Show all lines from the listing below that contain "join".

BEGIN Records for this task

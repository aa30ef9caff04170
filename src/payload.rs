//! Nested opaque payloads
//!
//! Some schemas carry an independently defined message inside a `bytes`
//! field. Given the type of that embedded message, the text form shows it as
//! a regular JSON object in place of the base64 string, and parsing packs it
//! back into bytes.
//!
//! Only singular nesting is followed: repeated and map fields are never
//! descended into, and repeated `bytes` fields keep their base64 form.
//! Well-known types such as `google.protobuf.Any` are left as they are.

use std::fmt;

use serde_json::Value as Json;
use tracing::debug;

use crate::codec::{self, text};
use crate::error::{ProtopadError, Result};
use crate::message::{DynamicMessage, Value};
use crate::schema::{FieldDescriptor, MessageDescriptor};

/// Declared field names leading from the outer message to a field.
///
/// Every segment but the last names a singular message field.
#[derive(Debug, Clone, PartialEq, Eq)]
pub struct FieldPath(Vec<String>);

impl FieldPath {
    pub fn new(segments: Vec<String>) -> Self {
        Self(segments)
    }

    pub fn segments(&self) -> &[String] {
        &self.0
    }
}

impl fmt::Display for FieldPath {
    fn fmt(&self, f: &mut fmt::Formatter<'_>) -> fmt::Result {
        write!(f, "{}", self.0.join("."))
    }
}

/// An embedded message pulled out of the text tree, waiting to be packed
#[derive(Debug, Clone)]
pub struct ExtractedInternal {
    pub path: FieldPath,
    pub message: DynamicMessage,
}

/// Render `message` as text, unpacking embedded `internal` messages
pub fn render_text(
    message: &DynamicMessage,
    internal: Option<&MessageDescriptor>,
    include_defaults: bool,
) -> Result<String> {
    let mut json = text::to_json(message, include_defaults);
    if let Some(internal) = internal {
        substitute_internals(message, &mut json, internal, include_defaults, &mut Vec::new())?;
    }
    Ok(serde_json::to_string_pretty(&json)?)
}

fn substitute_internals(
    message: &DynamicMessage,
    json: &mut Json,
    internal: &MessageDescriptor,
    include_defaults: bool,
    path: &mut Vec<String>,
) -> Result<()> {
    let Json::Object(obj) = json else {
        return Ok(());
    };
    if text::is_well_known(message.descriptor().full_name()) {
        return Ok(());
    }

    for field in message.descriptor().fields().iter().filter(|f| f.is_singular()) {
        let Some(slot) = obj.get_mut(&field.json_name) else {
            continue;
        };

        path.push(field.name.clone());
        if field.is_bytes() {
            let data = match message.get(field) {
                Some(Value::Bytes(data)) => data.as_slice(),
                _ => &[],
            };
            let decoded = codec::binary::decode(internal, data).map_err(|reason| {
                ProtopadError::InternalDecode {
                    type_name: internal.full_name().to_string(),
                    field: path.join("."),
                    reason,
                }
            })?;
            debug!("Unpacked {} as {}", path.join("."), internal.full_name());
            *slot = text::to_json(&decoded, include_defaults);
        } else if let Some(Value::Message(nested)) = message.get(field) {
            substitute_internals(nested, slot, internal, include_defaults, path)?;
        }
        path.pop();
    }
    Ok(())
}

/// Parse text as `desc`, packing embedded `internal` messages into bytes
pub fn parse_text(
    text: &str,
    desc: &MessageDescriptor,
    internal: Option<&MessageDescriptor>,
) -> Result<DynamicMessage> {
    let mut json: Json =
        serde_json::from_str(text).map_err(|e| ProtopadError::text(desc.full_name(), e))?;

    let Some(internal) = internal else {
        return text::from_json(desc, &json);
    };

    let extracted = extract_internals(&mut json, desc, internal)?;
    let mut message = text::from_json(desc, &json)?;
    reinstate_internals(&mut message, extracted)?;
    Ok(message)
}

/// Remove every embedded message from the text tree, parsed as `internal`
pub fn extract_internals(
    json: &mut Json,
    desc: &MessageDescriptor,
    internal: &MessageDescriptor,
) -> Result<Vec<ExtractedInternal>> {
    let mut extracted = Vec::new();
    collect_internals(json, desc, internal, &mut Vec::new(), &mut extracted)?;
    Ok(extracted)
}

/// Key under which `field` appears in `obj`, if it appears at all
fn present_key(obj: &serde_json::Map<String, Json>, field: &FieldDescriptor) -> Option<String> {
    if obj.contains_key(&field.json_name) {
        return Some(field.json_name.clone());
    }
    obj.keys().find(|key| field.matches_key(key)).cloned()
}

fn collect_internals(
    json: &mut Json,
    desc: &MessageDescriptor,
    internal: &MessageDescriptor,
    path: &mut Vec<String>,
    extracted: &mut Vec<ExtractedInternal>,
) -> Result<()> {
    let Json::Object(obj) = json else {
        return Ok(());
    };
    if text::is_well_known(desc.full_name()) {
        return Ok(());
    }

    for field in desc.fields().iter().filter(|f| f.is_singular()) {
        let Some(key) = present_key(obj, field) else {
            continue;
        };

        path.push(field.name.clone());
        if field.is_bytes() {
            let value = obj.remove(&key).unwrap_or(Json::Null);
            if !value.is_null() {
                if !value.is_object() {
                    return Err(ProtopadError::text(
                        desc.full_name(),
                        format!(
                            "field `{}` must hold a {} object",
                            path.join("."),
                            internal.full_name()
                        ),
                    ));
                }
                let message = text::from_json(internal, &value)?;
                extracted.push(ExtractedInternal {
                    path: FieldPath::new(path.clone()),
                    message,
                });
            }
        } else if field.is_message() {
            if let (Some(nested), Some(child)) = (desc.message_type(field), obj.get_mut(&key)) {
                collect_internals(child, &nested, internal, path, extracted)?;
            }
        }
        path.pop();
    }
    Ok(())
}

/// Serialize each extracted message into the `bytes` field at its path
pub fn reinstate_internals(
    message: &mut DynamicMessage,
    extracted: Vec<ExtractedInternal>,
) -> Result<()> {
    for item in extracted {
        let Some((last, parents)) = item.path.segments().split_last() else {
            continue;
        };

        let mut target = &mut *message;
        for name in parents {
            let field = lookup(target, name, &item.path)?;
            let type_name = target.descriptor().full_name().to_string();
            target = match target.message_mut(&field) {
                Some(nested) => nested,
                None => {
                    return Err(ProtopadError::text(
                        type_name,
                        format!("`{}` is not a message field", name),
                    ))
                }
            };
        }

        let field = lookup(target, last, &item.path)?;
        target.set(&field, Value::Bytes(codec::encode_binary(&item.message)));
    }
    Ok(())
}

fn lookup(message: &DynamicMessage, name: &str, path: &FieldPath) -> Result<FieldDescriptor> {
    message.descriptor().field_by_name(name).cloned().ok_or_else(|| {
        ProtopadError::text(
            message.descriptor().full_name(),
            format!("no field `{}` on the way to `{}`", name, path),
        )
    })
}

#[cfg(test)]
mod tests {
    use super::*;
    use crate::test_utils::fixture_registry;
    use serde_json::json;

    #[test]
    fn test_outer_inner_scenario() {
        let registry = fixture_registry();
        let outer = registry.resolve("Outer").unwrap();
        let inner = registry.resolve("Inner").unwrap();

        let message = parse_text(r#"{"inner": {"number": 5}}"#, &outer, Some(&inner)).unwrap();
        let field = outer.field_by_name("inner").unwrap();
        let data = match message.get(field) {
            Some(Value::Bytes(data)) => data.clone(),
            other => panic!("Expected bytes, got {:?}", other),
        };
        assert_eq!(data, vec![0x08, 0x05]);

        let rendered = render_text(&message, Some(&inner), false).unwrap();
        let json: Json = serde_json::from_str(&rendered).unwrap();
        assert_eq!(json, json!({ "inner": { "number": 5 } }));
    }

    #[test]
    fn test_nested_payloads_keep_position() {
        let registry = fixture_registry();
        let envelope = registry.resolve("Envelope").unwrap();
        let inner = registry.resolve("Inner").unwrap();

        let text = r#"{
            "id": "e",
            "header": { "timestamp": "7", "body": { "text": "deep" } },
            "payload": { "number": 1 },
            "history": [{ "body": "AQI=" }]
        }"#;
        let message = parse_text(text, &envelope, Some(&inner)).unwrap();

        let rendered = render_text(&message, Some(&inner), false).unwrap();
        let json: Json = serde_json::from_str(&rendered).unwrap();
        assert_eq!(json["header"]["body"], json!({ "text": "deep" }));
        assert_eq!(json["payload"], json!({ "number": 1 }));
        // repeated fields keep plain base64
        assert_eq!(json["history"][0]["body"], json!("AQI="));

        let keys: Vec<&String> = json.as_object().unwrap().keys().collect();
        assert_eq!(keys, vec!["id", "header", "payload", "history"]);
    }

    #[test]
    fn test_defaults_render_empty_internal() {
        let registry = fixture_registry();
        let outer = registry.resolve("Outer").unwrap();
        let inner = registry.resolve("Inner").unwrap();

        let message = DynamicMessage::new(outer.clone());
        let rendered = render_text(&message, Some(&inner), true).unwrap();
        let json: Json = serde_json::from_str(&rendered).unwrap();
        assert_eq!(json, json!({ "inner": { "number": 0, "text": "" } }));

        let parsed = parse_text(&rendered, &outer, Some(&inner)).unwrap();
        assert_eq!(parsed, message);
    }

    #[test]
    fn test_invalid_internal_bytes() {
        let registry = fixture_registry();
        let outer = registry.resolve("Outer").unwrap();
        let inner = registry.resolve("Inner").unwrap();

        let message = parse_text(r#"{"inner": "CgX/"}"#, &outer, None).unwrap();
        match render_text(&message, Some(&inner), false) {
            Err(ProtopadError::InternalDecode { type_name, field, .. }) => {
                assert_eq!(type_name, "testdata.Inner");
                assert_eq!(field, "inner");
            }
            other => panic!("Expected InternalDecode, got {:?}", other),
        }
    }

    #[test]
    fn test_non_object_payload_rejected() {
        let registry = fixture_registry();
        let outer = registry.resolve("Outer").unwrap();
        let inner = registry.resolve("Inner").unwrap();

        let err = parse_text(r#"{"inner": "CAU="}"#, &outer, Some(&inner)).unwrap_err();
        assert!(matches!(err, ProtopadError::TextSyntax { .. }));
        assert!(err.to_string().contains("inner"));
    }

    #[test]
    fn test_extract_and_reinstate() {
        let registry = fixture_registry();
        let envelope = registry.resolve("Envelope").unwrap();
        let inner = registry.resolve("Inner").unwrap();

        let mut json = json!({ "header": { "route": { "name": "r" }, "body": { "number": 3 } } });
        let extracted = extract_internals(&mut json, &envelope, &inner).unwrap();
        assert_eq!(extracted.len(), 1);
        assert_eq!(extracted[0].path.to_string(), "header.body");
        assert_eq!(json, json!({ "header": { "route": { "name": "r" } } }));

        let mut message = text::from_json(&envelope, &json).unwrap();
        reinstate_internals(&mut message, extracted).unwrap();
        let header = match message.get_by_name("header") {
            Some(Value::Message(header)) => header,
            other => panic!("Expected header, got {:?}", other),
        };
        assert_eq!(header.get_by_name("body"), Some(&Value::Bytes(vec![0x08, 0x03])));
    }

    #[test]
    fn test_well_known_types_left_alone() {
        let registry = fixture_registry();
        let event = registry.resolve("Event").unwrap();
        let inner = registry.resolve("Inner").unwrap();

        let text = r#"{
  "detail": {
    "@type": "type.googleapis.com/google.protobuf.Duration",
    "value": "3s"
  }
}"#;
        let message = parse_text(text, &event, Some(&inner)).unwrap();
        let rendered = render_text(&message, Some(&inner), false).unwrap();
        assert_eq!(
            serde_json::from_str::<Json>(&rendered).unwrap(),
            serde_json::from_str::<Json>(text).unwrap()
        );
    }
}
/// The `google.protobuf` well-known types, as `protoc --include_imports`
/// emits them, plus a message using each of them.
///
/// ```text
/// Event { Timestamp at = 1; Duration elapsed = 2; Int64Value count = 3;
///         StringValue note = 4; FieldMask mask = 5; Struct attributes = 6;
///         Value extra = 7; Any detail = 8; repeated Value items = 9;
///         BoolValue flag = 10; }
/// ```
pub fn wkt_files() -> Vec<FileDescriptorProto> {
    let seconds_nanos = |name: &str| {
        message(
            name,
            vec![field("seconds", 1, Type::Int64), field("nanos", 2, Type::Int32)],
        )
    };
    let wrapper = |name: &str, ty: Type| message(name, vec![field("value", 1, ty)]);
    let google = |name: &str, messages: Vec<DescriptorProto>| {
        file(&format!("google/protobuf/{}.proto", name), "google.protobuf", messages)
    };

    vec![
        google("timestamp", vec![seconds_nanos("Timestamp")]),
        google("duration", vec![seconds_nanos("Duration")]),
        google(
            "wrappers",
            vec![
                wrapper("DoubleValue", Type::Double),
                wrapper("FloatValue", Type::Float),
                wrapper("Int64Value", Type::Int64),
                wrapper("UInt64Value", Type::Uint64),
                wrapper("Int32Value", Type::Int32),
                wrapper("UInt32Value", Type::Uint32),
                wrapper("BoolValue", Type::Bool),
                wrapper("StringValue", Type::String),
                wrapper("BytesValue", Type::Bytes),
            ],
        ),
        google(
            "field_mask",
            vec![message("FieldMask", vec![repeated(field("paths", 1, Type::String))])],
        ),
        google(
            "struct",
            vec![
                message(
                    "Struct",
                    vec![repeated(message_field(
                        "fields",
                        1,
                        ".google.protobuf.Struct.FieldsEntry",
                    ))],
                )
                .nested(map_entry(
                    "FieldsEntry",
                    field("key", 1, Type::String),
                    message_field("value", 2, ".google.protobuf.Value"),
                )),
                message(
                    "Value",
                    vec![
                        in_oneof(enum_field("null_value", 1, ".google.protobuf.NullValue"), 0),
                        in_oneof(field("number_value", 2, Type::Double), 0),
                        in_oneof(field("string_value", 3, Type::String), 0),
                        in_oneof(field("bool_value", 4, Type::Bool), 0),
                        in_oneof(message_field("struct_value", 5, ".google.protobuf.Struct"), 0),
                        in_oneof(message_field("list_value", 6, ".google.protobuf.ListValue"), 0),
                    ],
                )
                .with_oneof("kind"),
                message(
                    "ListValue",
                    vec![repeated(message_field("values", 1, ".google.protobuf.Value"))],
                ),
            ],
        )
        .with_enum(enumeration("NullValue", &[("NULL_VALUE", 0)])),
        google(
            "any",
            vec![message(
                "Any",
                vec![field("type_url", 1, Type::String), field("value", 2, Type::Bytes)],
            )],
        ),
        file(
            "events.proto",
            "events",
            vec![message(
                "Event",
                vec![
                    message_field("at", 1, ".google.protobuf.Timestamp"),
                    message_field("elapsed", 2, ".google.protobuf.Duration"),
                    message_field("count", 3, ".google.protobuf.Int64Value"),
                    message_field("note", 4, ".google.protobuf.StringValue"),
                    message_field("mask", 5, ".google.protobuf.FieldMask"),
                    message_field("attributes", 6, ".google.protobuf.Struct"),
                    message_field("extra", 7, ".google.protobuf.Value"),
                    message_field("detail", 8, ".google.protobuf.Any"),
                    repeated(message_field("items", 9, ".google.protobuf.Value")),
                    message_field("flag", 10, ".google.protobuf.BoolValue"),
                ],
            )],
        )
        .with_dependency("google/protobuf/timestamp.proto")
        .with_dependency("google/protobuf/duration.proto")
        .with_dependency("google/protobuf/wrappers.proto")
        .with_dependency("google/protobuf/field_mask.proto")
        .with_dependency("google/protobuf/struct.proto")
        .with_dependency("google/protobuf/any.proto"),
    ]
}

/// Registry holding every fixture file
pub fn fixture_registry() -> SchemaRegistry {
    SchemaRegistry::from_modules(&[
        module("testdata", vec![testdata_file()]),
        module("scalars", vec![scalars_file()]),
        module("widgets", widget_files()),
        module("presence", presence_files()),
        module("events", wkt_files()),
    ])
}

END Records for this task

> Problem solution
        write!(f, "{}", self.0.join("."))
                    field: path.join("."),
            debug!("Unpacked {} as {}", path.join("."), internal.full_name());
                            path.join("."),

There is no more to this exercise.